Éditorial

Assise sur ses privilèges, la petite minorité qui nous exploite et nous dirige voudrait nous imposer les limites du " raisonnable ". Anarchistes, nous qui luttons pour un changement radical de société, nous ne serions que de doux rêveurs. Pourtant, la réalité d’un monde de plus en plus déraisonnable s’impose implacablement.

Dans les pays industrialisés, plus de cent millions de personnes vivent en dessous du seuil de pauvreté, dont cinq millions sont sans domicile.

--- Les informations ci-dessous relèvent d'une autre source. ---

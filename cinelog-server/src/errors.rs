use axum::{
    Json,
    http::StatusCode,
    response::{IntoResponse, Response},
};
use serde_json::json;
use std::fmt;

pub type AppResult<T> = Result<T, AppError>;

#[derive(Debug)]
pub struct AppError {
    pub status: StatusCode,
    pub message: String,
}

impl AppError {
    pub fn new(status: StatusCode, message: impl Into<String>) -> Self {
        Self {
            status,
            message: message.into(),
        }
    }

    pub fn internal(message: impl Into<String>) -> Self {
        Self::new(StatusCode::INTERNAL_SERVER_ERROR, message)
    }

    pub fn bad_request(message: impl Into<String>) -> Self {
        Self::new(StatusCode::BAD_REQUEST, message)
    }

    pub fn unauthorized(message: impl Into<String>) -> Self {
        Self::new(StatusCode::UNAUTHORIZED, message)
    }

    pub fn forbidden(message: impl Into<String>) -> Self {
        Self::new(StatusCode::FORBIDDEN, message)
    }

    pub fn not_found(message: impl Into<String>) -> Self {
        Self::new(StatusCode::NOT_FOUND, message)
    }

    pub fn conflict(message: impl Into<String>) -> Self {
        Self::new(StatusCode::CONFLICT, message)
    }

    pub fn unavailable(message: impl Into<String>) -> Self {
        Self::new(StatusCode::SERVICE_UNAVAILABLE, message)
    }
}

impl fmt::Display for AppError {
    fn fmt(&self, f: &mut fmt::Formatter<'_>) -> fmt::Result {
        write!(f, "{}", self.message)
    }
}

impl std::error::Error for AppError {}

impl IntoResponse for AppError {
    fn into_response(self) -> Response {
        let body = Json(json!({
            "error": {
                "message": self.message,
                "status": self.status.as_u16(),
            }
        }));

        (self.status, body).into_response()
    }
}

// Convert from various error types
impl From<cinelog_core::CoreError> for AppError {
    fn from(err: cinelog_core::CoreError) -> Self {
        use cinelog_core::CoreError;
        match err {
            CoreError::NotFound(msg) => Self::not_found(msg),
            CoreError::Validation(err) => Self::bad_request(err.to_string()),
            CoreError::Conflict(msg) => Self::conflict(msg),
            // Transient storage failures: the caller may retry the request.
            CoreError::Store(err) => Self::unavailable(format!("storage error: {err}")),
            CoreError::Provider(msg) => Self::unavailable(msg),
            CoreError::Internal(msg) => Self::internal(msg),
        }
    }
}

impl From<cinelog_model::ValidationError> for AppError {
    fn from(err: cinelog_model::ValidationError) -> Self {
        Self::bad_request(err.to_string())
    }
}

impl From<anyhow::Error> for AppError {
    fn from(err: anyhow::Error) -> Self {
        Self::internal(err.to_string())
    }
}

Malgré ces chiffres, ceux qui ont le pouvoir voudraient nous faire croire qu’ayant la chance d’habiter dans un pays riche nous serions des privilégiés, à la merci des hordes de miséreux venant du Sud qui guetteraient le plus petit signe d’ouverture des frontières pour nous envahir.

De fait, il est vrai que les inégalités entre les différentes régions du monde ne cessent pas de se creuser. En 1960, les 20 % de la population mondiale vivant dans les pays les plus riches avaient un revenu trente fois supérieur à celui des 20 % les plus pauvres. En 1995, leur revenu était 82 fois supérieur. La consommation d’un ménage africain moyen est en recul de 20 % par rapport à il y a vingt-cinq ans.

Un tel déséquilibre est éthiquement totalement inacceptable. Plus d’un milliard d’êtres humains (près d’un quart de l’humanité) sont dans l’incapacité de satisfaire leurs besoins essentiels de consommation. De tels chiffres font peur. Ils tendent à donner l’impression qu’aucune solution ne peut réellement exister sauf à l’échelle de plusieurs générations.Et c’est là que l’inégalité géographique ne doit pas masquer une autre inégalité de nature sociale qui est au fondement même de notre société basée sur l’exploitation et l’accumulation.

Il suffirait de moins de 40 % de la richesse des 225 plus grosses fortunes mondiales pour donner à toute la population du globe accès aux besoins de base et aux services sociaux. Les trois personnes les plus riches du monde ont une fortune supérieure au produit intérieur brut (PIB) total des 48 pays en développement les plus pauvres.